# Conscious Marriage



## MarriedWifeInLove (May 28, 2010)

This is a handout I received in a group today, credit going to Getting the Love You Want by H. Hendrix.

Thought I would share with the group - the timing was impeccable based on the attitude turn-around I've experienced in my own marriage this week.

1. You realize your love relationship has a hidden purpose (to heal childhood wounds). 
Look at your marriage with "x-ray vision", your interactions will take on more meaning and you will have a greater sense of control.

2. You create a more accurate image of your partner. 
You let go of the illusions about your partner and begin to see more of your partner's truth.

3. You take responsibility for communicating your needs and desires.
You accept the fact that, in order to understand each other, you have to develop clear channels of communication.

4. You become more intentional in your interactions.
You train yourself to behave more constructively and to NOT react without thinking.

5. You learn to value your partner's needs and wishes as HIGHLY as you value your own.
You let go of the view that your partner's role in life is to take care of YOUR needs.
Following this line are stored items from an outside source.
//! Configuration types for the remote source and the harvester
//!
//! `SourceConfig` is the YAML-loadable description of the paginated source.
//! Every field is defaulted so an empty document (or no file at all) targets
//! the NVD CVE 2.0 endpoint. `HarvesterConfig` is the runtime form the
//! harvester consumes, with durations instead of second counts.

use crate::error::{Error, Result};
use crate::http::{HttpSourceConfig, RateLimiterConfig};
use crate::pagination::OffsetPaginator;
use crate::types::BackoffType;
use serde::{Deserialize, Serialize};
use std::path::Path;
use std::time::Duration;

/// Default endpoint
pub const DEFAULT_BASE_URL: &str = "https://services.nvd.nist.gov/rest/json/cves/2.0/";

/// Largest page the source serves
pub const DEFAULT_PAGE_SIZE: u32 = 2000;

// ============================================================================
// Source Config
// ============================================================================

/// Remote source description loaded from YAML
#[derive(Debug, Clone, PartialEq, Eq, Serialize, Deserialize)]
pub struct SourceConfig {
    /// Endpoint queried for every page
    #[serde(default = "default_base_url")]
    pub base_url: String,

    /// Response field holding the record array
    #[serde(default = "default_records_field")]
    pub records_field: String,

    /// Response field holding the window's total record count
    #[serde(default = "default_total_field")]
    pub total_field: String,

    /// Query parameter names
    #[serde(default)]
    pub params: QueryParams,

    /// Records requested per page
    #[serde(default = "default_page_size")]
    pub page_size: u32,

    /// Header carrying the API key
    #[serde(default = "default_api_key_header")]
    pub api_key_header: String,

    /// Request timeout in seconds
    #[serde(default = "default_timeout")]
    pub timeout_seconds: u64,

    /// Pause after a 403 response
    #[serde(default = "default_cooldown")]
    pub rate_limit_cooldown_seconds: u64,

    /// Initial pause after a transient failure
    #[serde(default = "default_retry_delay")]
    pub retry_delay_seconds: u64,

    /// Growth of the transient-failure pause
    #[serde(default)]
    pub backoff: BackoffType,

    /// Upper bound on the transient-failure pause
    #[serde(default = "default_max_backoff")]
    pub max_backoff_seconds: u64,

    /// Transient failures tolerated per window before aborting
    #[serde(default = "default_max_attempts")]
    pub max_attempts: u32,

    /// Pause between consecutive years
    #[serde(default = "default_year_delay")]
    pub year_delay_seconds: u64,

    /// Client-side request throttle
    #[serde(default)]
    pub throttle: Option<ThrottleConfig>,
}

impl Default for SourceConfig {
    fn default() -> Self {
        Self {
            base_url: default_base_url(),
            records_field: default_records_field(),
            total_field: default_total_field(),
            params: QueryParams::default(),
            page_size: default_page_size(),
            api_key_header: default_api_key_header(),
            timeout_seconds: default_timeout(),
            rate_limit_cooldown_seconds: default_cooldown(),
            retry_delay_seconds: default_retry_delay(),
            backoff: BackoffType::default(),
            max_backoff_seconds: default_max_backoff(),
            max_attempts: default_max_attempts(),
            year_delay_seconds: default_year_delay(),
            throttle: None,
        }
    }
}

fn default_base_url() -> String {
    DEFAULT_BASE_URL.to_string()
}

fn default_records_field() -> String {
    "vulnerabilities".to_string()
}

fn default_total_field() -> String {
    "totalResults".to_string()
}

fn default_page_size() -> u32 {
    DEFAULT_PAGE_SIZE
}

fn default_api_key_header() -> String {
    "apiKey".to_string()
}

fn default_timeout() -> u64 {
    60
}

fn default_cooldown() -> u64 {
    31
}

fn default_retry_delay() -> u64 {
    2
}

fn default_max_backoff() -> u64 {
    60
}

fn default_max_attempts() -> u32 {
    10
}

fn default_year_delay() -> u64 {
    2
}

impl SourceConfig {
    /// Parse from YAML text
    pub fn from_yaml(content: &str) -> Result<Self> {
        let config: Self = serde_yaml::from_str(content)?;
        config.validate()?;
        Ok(config)
    }

    /// Load from a YAML file
    pub fn from_file(path: impl AsRef<Path>) -> Result<Self> {
        let path = path.as_ref();
        let content = std::fs::read_to_string(path).map_err(|e| {
            Error::config(format!(
                "Failed to read source config '{}': {e}",
                path.display()
            ))
        })?;
        Self::from_yaml(&content)
    }

    /// Check values serde cannot
    pub fn validate(&self) -> Result<()> {
        if self.page_size == 0 {
            return Err(Error::config("page_size must be greater than 0"));
        }
        url::Url::parse(&self.base_url)?;
        if self.records_field.is_empty() || self.total_field.is_empty() {
            return Err(Error::config("records_field and total_field must not be empty"));
        }
        if let Some(throttle) = &self.throttle {
            if throttle.requests == 0 || throttle.per_seconds == 0 {
                return Err(Error::config(
                    "throttle requests and per_seconds must be greater than 0",
                ));
            }
        }
        Ok(())
    }

    /// Runtime harvester settings
    pub fn harvester_config(&self) -> HarvesterConfig {
        HarvesterConfig {
            records_field: self.records_field.clone(),
            total_field: self.total_field.clone(),
            rate_limit_cooldown: Duration::from_secs(self.rate_limit_cooldown_seconds),
            retry_delay: Duration::from_secs(self.retry_delay_seconds),
            backoff_type: self.backoff,
            max_backoff: Duration::from_secs(self.max_backoff_seconds),
            max_attempts: self.max_attempts,
            year_delay: Duration::from_secs(self.year_delay_seconds),
            ..HarvesterConfig::default()
        }
    }

    /// HTTP page source settings, without key, extra arguments or throttle
    pub fn http_config(&self) -> HttpSourceConfig {
        HttpSourceConfig::new(
            &self.base_url,
            OffsetPaginator::new(
                &self.params.offset,
                &self.params.page_size,
                self.page_size,
            ),
        )
        .with_bound_params(&self.params.start, &self.params.end)
        .with_api_key_header(&self.api_key_header)
        .with_timeout(Duration::from_secs(self.timeout_seconds))
        .with_throttle(self.throttle.map(ThrottleConfig::limiter_config))
    }
}

/// Query parameter names used by the source
#[derive(Debug, Clone, PartialEq, Eq, Serialize, Deserialize)]
pub struct QueryParams {
    /// Window start bound
    #[serde(default = "default_start_param")]
    pub start: String,
    /// Window end bound
    #[serde(default = "default_end_param")]
    pub end: String,
    /// Page size
    #[serde(default = "default_page_size_param")]
    pub page_size: String,
    /// Page offset
    #[serde(default = "default_offset_param")]
    pub offset: String,
}

impl Default for QueryParams {
    fn default() -> Self {
        Self {
            start: default_start_param(),
            end: default_end_param(),
            page_size: default_page_size_param(),
            offset: default_offset_param(),
        }
    }
}

fn default_start_param() -> String {
    "pubStartDate".to_string()
}

fn default_end_param() -> String {
    "pubEndDate".to_string()
}

fn default_page_size_param() -> String {
    "resultsPerPage".to_string()
}

fn default_offset_param() -> String {
    "startIndex".to_string()
}

/// Client-side request budget
#[derive(Debug, Clone, Copy, PartialEq, Eq, Serialize, Deserialize)]
pub struct ThrottleConfig {
    /// Requests allowed per period
    pub requests: u32,
    /// Period length in seconds
    pub per_seconds: u64,
}

impl ThrottleConfig {
    /// Published quota without an API key
    pub const ANONYMOUS: Self = Self {
        requests: 5,
        per_seconds: 30,
    };

    /// Published quota with an API key
    pub const KEYED: Self = Self {
        requests: 50,
        per_seconds: 30,
    };

    /// Quota matching whether a key is present
    pub fn published(has_api_key: bool) -> Self {
        if has_api_key {
            Self::KEYED
        } else {
            Self::ANONYMOUS
        }
    }

    /// Convert to the rate limiter's configuration
    pub fn limiter_config(self) -> RateLimiterConfig {
        RateLimiterConfig::new(self.requests, Duration::from_secs(self.per_seconds))
    }
}

// ============================================================================
// Harvester Config
// ============================================================================

/// Runtime settings for the harvester state machine
#[derive(Debug, Clone, PartialEq, Eq)]
pub struct HarvesterConfig {
    /// Response field holding the record array
    pub records_field: String,
    /// Response field holding the window total
    pub total_field: String,
    /// Pause after a 403 response
    pub rate_limit_cooldown: Duration,
    /// Granularity of the cooldown countdown
    pub cooldown_tick: Duration,
    /// Initial pause after a transient failure
    pub retry_delay: Duration,
    /// Growth of the transient-failure pause
    pub backoff_type: BackoffType,
    /// Upper bound on the transient-failure pause
    pub max_backoff: Duration,
    /// Transient failures tolerated per window
    pub max_attempts: u32,
    /// Pause between consecutive years
    pub year_delay: Duration,
}

impl Default for HarvesterConfig {
    fn default() -> Self {
        Self {
            records_field: default_records_field(),
            total_field: default_total_field(),
            rate_limit_cooldown: Duration::from_secs(default_cooldown()),
            cooldown_tick: Duration::from_secs(1),
            retry_delay: Duration::from_secs(default_retry_delay()),
            backoff_type: BackoffType::default(),
            max_backoff: Duration::from_secs(default_max_backoff()),
            max_attempts: default_max_attempts(),
            year_delay: Duration::from_secs(default_year_delay()),
        }
    }
}

impl HarvesterConfig {
    /// Create a new config builder
    pub fn builder() -> HarvesterConfigBuilder {
        HarvesterConfigBuilder::default()
    }

    /// A config with every pause set to zero
    pub fn immediate() -> Self {
        Self::builder()
            .rate_limit_cooldown(Duration::ZERO)
            .retry_delay(Duration::ZERO)
            .year_delay(Duration::ZERO)
            .build()
    }
}

/// Builder for harvester config
#[derive(Debug, Default)]
pub struct HarvesterConfigBuilder {
    config: HarvesterConfig,
}

impl HarvesterConfigBuilder {
    /// Set the response field names
    #[must_use]
    pub fn fields(mut self, records: impl Into<String>, total: impl Into<String>) -> Self {
        self.config.records_field = records.into();
        self.config.total_field = total.into();
        self
    }

    /// Set the 403 cooldown
    #[must_use]
    pub fn rate_limit_cooldown(mut self, cooldown: Duration) -> Self {
        self.config.rate_limit_cooldown = cooldown;
        self
    }

    /// Set the countdown granularity
    #[must_use]
    pub fn cooldown_tick(mut self, tick: Duration) -> Self {
        self.config.cooldown_tick = tick;
        self
    }

    /// Set the transient-failure pause
    #[must_use]
    pub fn retry_delay(mut self, delay: Duration) -> Self {
        self.config.retry_delay = delay;
        self
    }

    /// Set backoff growth and cap
    #[must_use]
    pub fn backoff(mut self, backoff_type: BackoffType, max: Duration) -> Self {
        self.config.backoff_type = backoff_type;
        self.config.max_backoff = max;
        self
    }

    /// Set the per-window transient failure budget
    #[must_use]
    pub fn max_attempts(mut self, attempts: u32) -> Self {
        self.config.max_attempts = attempts;
        self
    }

    /// Set the inter-year pause
    #[must_use]
    pub fn year_delay(mut self, delay: Duration) -> Self {
        self.config.year_delay = delay;
        self
    }

    /// Build the config
    pub fn build(self) -> HarvesterConfig {
        self.config
    }
}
You divert more of YOUR time and energy to meeting your partner's needs.

6. You embrace the dark side of your personality.
You openly acknowledge that you, like everyone else, have negative traits. As you accept responsibility for your dark side, you lessen your tendency to project your negative traits onto your partner.

7. You learn new techniques to satisfy your basic needs and desires.

8. You search within yourself for the strengths and abilities you are lacking.
We are attracted to people who possess the strengths and abilities we lack. You must develop your own hidden traits.

9. You become more aware of your drive to be loving and whole.

10. You accept the difficulty of creating a good marriage.
You realize YOU have to be the right partner.


----------



## credamdóchasgra (Sep 24, 2010)

We have a version of that hanging on the wall in our living room.


----------



## MarriedWifeInLove (May 28, 2010)

credamdóchasgra said:


> We have a version of that hanging on the wall in our living room.


Cool!


----------



## MGirl (Mar 13, 2011)

Love, love, love this post, MWIL


----------